# What you have to do:
From the records that follow, copy every line in which "source" appears.

Dataset entries
········

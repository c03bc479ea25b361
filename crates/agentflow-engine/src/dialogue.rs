//! Rebuilds the flat dialogue a model adapter consumes from a session's
//! persisted messages and parts (spec.md §4.4 step 6, §8 round-trip
//! property).

use agentflow_providers::DialogueMessage;
use agentflow_types::{Message, MessagePart, PartContent, Role};

fn role_str(role: Role) -> &'static str {
    match role {
        Role::User => "user",
        Role::Assistant => "assistant",
        Role::System => "system",
    }
}

/// Flattens one message's ordered parts into its adapter-facing text: the
/// concatenation of its `text` parts in `order`, skipping everything else
/// (reasoning, tool calls/results, step markers, files never reach the
/// wire dialogue).
pub fn flatten_message_text(parts: &[MessagePart]) -> String {
    let mut ordered: Vec<&MessagePart> = parts.iter().collect();
    ordered.sort_by_key(|p| p.order);
    let mut text = String::new();
    for part in ordered {
        if let PartContent::Text(text_part) = &part.content {
            text.push_str(&text_part.text);
        }
    }
    text
}

/// Rebuilds the dialogue passed to `ModelAdapter::stream_text` from a
/// session's message history, in creation order. Messages with no text
/// parts (e.g. a tool-only assistant turn) are still included as an empty
/// string so turn numbering stays aligned with the stored history.
///
/// `final_utterance` is the raw argument the caller passed into this turn
/// (spec.md §4.4 step 6): the last entry in `parts_by_message` is the user
/// message just persisted for this same turn, and its persisted parts are
/// replaced by this raw string rather than replayed from the DB, so that
/// any artefact introduced between "the caller's argument" and "what got
/// written" never reaches the model.
pub fn rebuild_dialogue(parts_by_message: &[(Message, Vec<MessagePart>)], final_utterance: &str) -> Vec<DialogueMessage> {
    let last_index = parts_by_message.len().checked_sub(1);
    parts_by_message
        .iter()
        .enumerate()
        .map(|(index, (message, parts))| DialogueMessage {
            role: role_str(message.role),
            content: if Some(index) == last_index && message.role == Role::User {
                final_utterance.to_string()
            } else {
                flatten_message_text(parts)
            },
        })
        .collect()
}

#[cfg(test)]
mod tests {
    use super::*;
    use agentflow_types::{PartContent, ReasoningPart, TextPart};
    use uuid::Uuid;

    fn text_part(message_id: Uuid, order: u32, text: &str) -> MessagePart {
        MessagePart::new(message_id, order, PartContent::Text(TextPart { text: text.to_string() }))
    }

    #[test]
    fn flattens_text_parts_in_order() {
        let message_id = Uuid::new_v4();
        let reasoning = MessagePart::new(
            message_id,
            0,
            PartContent::Reasoning(ReasoningPart {
                text: "thinking".to_string(),
            }),
        );
        let first = text_part(message_id, 1, "hello ");
        let second = text_part(message_id, 2, "world");
        let parts = vec![second.clone(), reasoning, first.clone()];

        let flattened = flatten_message_text(&parts);
        assert_eq!(flattened, "hello world");
    }

    #[test]
    fn empty_parts_yield_empty_text() {
        assert_eq!(flatten_message_text(&[]), "");
    }

    fn sample_message(session_id: Uuid, role: Role) -> Message {
        Message::new(session_id, role, None, "anthropic", "claude-sonnet-4", "general")
    }

    #[test]
    fn rebuild_dialogue_substitutes_raw_utterance_for_final_user_turn() {
        let session_id = Uuid::new_v4();
        let prior_user = sample_message(session_id, Role::User);
        let prior_user_parts = vec![text_part(prior_user.id, 0, "earlier question")];
        let prior_assistant = sample_message(session_id, Role::Assistant);
        let prior_assistant_parts = vec![text_part(prior_assistant.id, 0, "earlier answer")];
        let final_user = sample_message(session_id, Role::User);
        let final_user_parts = vec![text_part(final_user.id, 0, "stored copy with an artefact")];

        let parts_by_message = vec![
            (prior_user, prior_user_parts),
            (prior_assistant, prior_assistant_parts),
            (final_user, final_user_parts),
        ];

        let dialogue = rebuild_dialogue(&parts_by_message, "raw caller utterance");
        assert_eq!(dialogue.len(), 3);
        assert_eq!(dialogue[0].content, "earlier question");
        assert_eq!(dialogue[1].content, "earlier answer");
        assert_eq!(dialogue[2].role, "user");
        assert_eq!(dialogue[2].content, "raw caller utterance");
    }
}
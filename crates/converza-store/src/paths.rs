use std::path::{Path, PathBuf};

/// All well-known paths under `.converza/`.
#[derive(Debug, Clone)]
pub struct ConverzaPaths {
    pub root: PathBuf,
    pub converza_dir: PathBuf,
    /// Bronze landing zone: one JSON call record per file.
    pub raw_dir: PathBuf,
    pub db_path: PathBuf,
    pub config_json: PathBuf,
    pub lock_file: PathBuf,
    pub report_json: PathBuf,
}

impl ConverzaPaths {
    /// Derive all paths from a project root. Pure computation, no I/O.
    pub fn discover(root: impl Into<PathBuf>) -> Self {
        let root = root.into();
        let converza_dir = root.join(".converza");
        Self {
            raw_dir: converza_dir.join("raw"),
            db_path: converza_dir.join("converza.db"),
            config_json: converza_dir.join("config.json"),
            lock_file: converza_dir.join("LOCK"),
            report_json: converza_dir.join("performance_report.json"),
            converza_dir,
            root,
        }
    }

    /// Create all required directories. Idempotent.
    pub fn ensure_layout(&self) -> anyhow::Result<()> {
        for dir in [&self.converza_dir, &self.raw_dir] {
            std::fs::create_dir_all(dir)?;
        }
        Ok(())
    }

    /// Check whether `.converza/` exists.
    pub fn is_initialized(&self) -> bool {
        self.converza_dir.is_dir()
    }

    /// Path of a landing file for `call_id`.
    pub fn raw_file(&self, call_id: &str) -> PathBuf {
        self.raw_dir.join(format!("{call_id}.json"))
    }

    /// Resolve a possibly relative path against the project root.
    pub fn resolve(&self, p: &Path) -> PathBuf {
        if p.is_absolute() {
            p.to_path_buf()
        } else {
            self.root.join(p)
        }
    }
}
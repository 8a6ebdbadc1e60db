use converza_core::text::truncate_chars;
use converza_core::{ConversionResult, MAX_PHRASE_CHARS};
use regex::Regex;

use crate::error::TransformError;
use crate::lexicon::{compile_alternation, Lexicon};

/// Confidence floor for any matched commitment phrase.
const BASE_CONFIDENCE: f64 = 0.7;
/// Extra confidence earned by a match at the very end of the call.
const POSITION_WEIGHT: f64 = 0.3;

/// Detects affirmative commitment language ("sign me up", "go ahead", ...).
#[derive(Debug, Clone)]
pub struct ConversionDetector {
    pattern: Regex,
}

impl ConversionDetector {
    pub fn new(lexicon: &Lexicon) -> Result<Self, TransformError> {
        Ok(Self {
            pattern: compile_alternation("conversion", &lexicon.conversion_patterns)?,
        })
    }

    /// First match wins. Later matches score higher: a commitment made after
    /// the agent's pitch is a stronger signal than an early "yes".
    pub fn detect(&self, transcript: &str) -> ConversionResult {
        if transcript.is_empty() {
            return ConversionResult::none();
        }

        let lowered = transcript.to_lowercase();
        let Some(m) = self.pattern.find(&lowered) else {
            return ConversionResult::none();
        };

        let total_chars = transcript.chars().count();
        let start_chars = lowered[..m.start()].chars().count();
        let position_ratio = start_chars as f64 / total_chars as f64;
        let confidence = (BASE_CONFIDENCE + position_ratio * POSITION_WEIGHT).min(1.0);

        ConversionResult {
            is_conversion: true,
            matched_phrase: Some(truncate_chars(m.as_str(), MAX_PHRASE_CHARS)),
            confidence,
        }
    }
}

#[cfg(test)]
mod tests {
    use super::*;

    fn detector() -> ConversionDetector {
        ConversionDetector::new(&Lexicon::builtin()).unwrap()
    }

    #[test]
    fn empty_transcript_is_not_a_conversion() {
        let r = detector().detect("");
        assert!(!r.is_conversion);
        assert!(r.matched_phrase.is_none());
        assert_eq!(r.confidence, 0.0);
    }

    #[test]
    fn match_at_start_has_base_confidence() {
        let r = detector().detect("Sign me up, please.");
        assert!(r.is_conversion);
        assert_eq!(r.matched_phrase.as_deref(), Some("sign me up"));
        assert!((r.confidence - 0.7).abs() < 1e-9);
    }

    #[test]
    fn later_match_scores_higher() {
        let early = detector().detect("Go ahead. I have a lot of other questions first.");
        let late = detector().detect("I have a lot of other questions first. Go ahead.");
        assert!(late.confidence > early.confidence);
        assert!(late.confidence <= 1.0);
    }

    #[test]
    fn confidence_uses_character_offsets() {
        // "count me in" starts at char 10 of a 21-char transcript.
        let r = detector().detect("ééééééééé count me in");
        assert!(r.is_conversion);
        let expected = 0.7 + 0.3 * (10.0 / 21.0);
        assert!((r.confidence - expected).abs() < 1e-9);
    }

    #[test]
    fn matching_is_case_insensitive() {
        let r = detector().detect("Customer: LET'S GET STARTED");
        assert!(r.is_conversion);
        assert_eq!(r.matched_phrase.as_deref(), Some("let's get started"));
    }

    #[test]
    fn yes_pattern_spans_to_booking_word() {
        let r = detector().detect("Yes, I'll book that appointment.");
        assert_eq!(r.matched_phrase.as_deref(), Some("yes, i'll book that appointment"));
    }

    #[test]
    fn unrelated_text_is_not_a_conversion() {
        let r = detector().detect("Hello, what time is it?");
        assert_eq!(r, ConversionResult::none());
    }

    #[test]
    fn matched_phrase_is_truncated() {
        let filler = "x".repeat(400);
        let text = format!("yes {filler} book");
        let r = detector().detect(&text);
        assert!(r.is_conversion);
        assert_eq!(r.matched_phrase.unwrap().chars().count(), 255);
    }
}
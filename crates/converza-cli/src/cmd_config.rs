use clap::Subcommand;
use converza_store::{parse_value, read_config_map, write_config_map, PipelineConfig};
use std::path::Path;

// ── CLI Schema ──

#[derive(Subcommand)]
pub enum ConfigCmd {
    /// Set a config value
    Set {
        /// Config key (e.g. gold_limit)
        key: String,
        /// Config value (true/false/number/string)
        value: String,
    },
    /// Get a config value
    Get {
        /// Config key
        key: String,
    },
    /// List all config values
    List,
}

// ── Dispatch ──

pub fn run(cmd: ConfigCmd, repo_root: &Path) -> anyhow::Result<()> {
    match cmd {
        ConfigCmd::Set { key, value } => set(repo_root, &key, &value),
        ConfigCmd::Get { key } => get(repo_root, &key),
        ConfigCmd::List => list(repo_root),
    }
}

// ── Command Implementations ──

/// Keys `PipelineConfig` understands.
fn known_keys() -> Vec<String> {
    match serde_json::to_value(PipelineConfig::default()) {
        Ok(serde_json::Value::Object(map)) => map.keys().cloned().collect(),
        _ => Vec::new(),
    }
}

/// `converza config set <key> <value>`
pub fn set(repo_root: &Path, key: &str, value: &str) -> anyhow::Result<()> {
    let paths = crate::workspace_paths(repo_root)?;
    if !known_keys().iter().any(|k| k == key) {
        anyhow::bail!("unknown config key `{key}` (known: {})", known_keys().join(", "));
    }

    let mut config = read_config_map(&paths.config_json)?;
    config.insert(key.to_string(), parse_value(value));

    // Reject values the pipeline would refuse to load.
    let candidate: PipelineConfig =
        serde_json::from_value(serde_json::Value::Object(config.clone()))
            .map_err(|e| anyhow::anyhow!("invalid value for `{key}`: {e}"))?;
    candidate.validate()?;

    write_config_map(&paths.config_json, &config)?;
    println!("{key} = {value}");
    Ok(())
}

/// `converza config get <key>`
pub fn get(repo_root: &Path, key: &str) -> anyhow::Result<()> {
    let paths = crate::workspace_paths(repo_root)?;
    let config = read_config_map(&paths.config_json)?;
    match config.get(key) {
        Some(val) => println!("{val}"),
        None => match serde_json::to_value(PipelineConfig::default())?.get(key) {
            Some(default) => println!("{default} (default)"),
            None => println!("(not set)"),
        },
    }
    Ok(())
}

/// `converza config list`
pub fn list(repo_root: &Path) -> anyhow::Result<()> {
    let paths = crate::workspace_paths(repo_root)?;
    let config = read_config_map(&paths.config_json)?;
    if config.is_empty() {
        println!("(no config set)");
    } else {
        for (k, v) in &config {
            println!("{k} = {v}");
        }
    }
    Ok(())
}
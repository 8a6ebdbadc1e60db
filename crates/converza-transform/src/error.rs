#[derive(Debug, thiserror::Error)]
pub enum TransformError {
    #[error("{kind} pattern list is empty")]
    EmptyPatterns { kind: &'static str },
    #[error("invalid {kind} pattern: {source}")]
    Pattern {
        kind: &'static str,
        #[source]
        source: regex::Error,
    },
    #[error("invalid lexicon JSON: {0}")]
    Lexicon(#[from] serde_json::Error),
}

········

# Written solution:
    #[error("invalid {kind} pattern: {source}")]
        #[source]
        source: regex::Error,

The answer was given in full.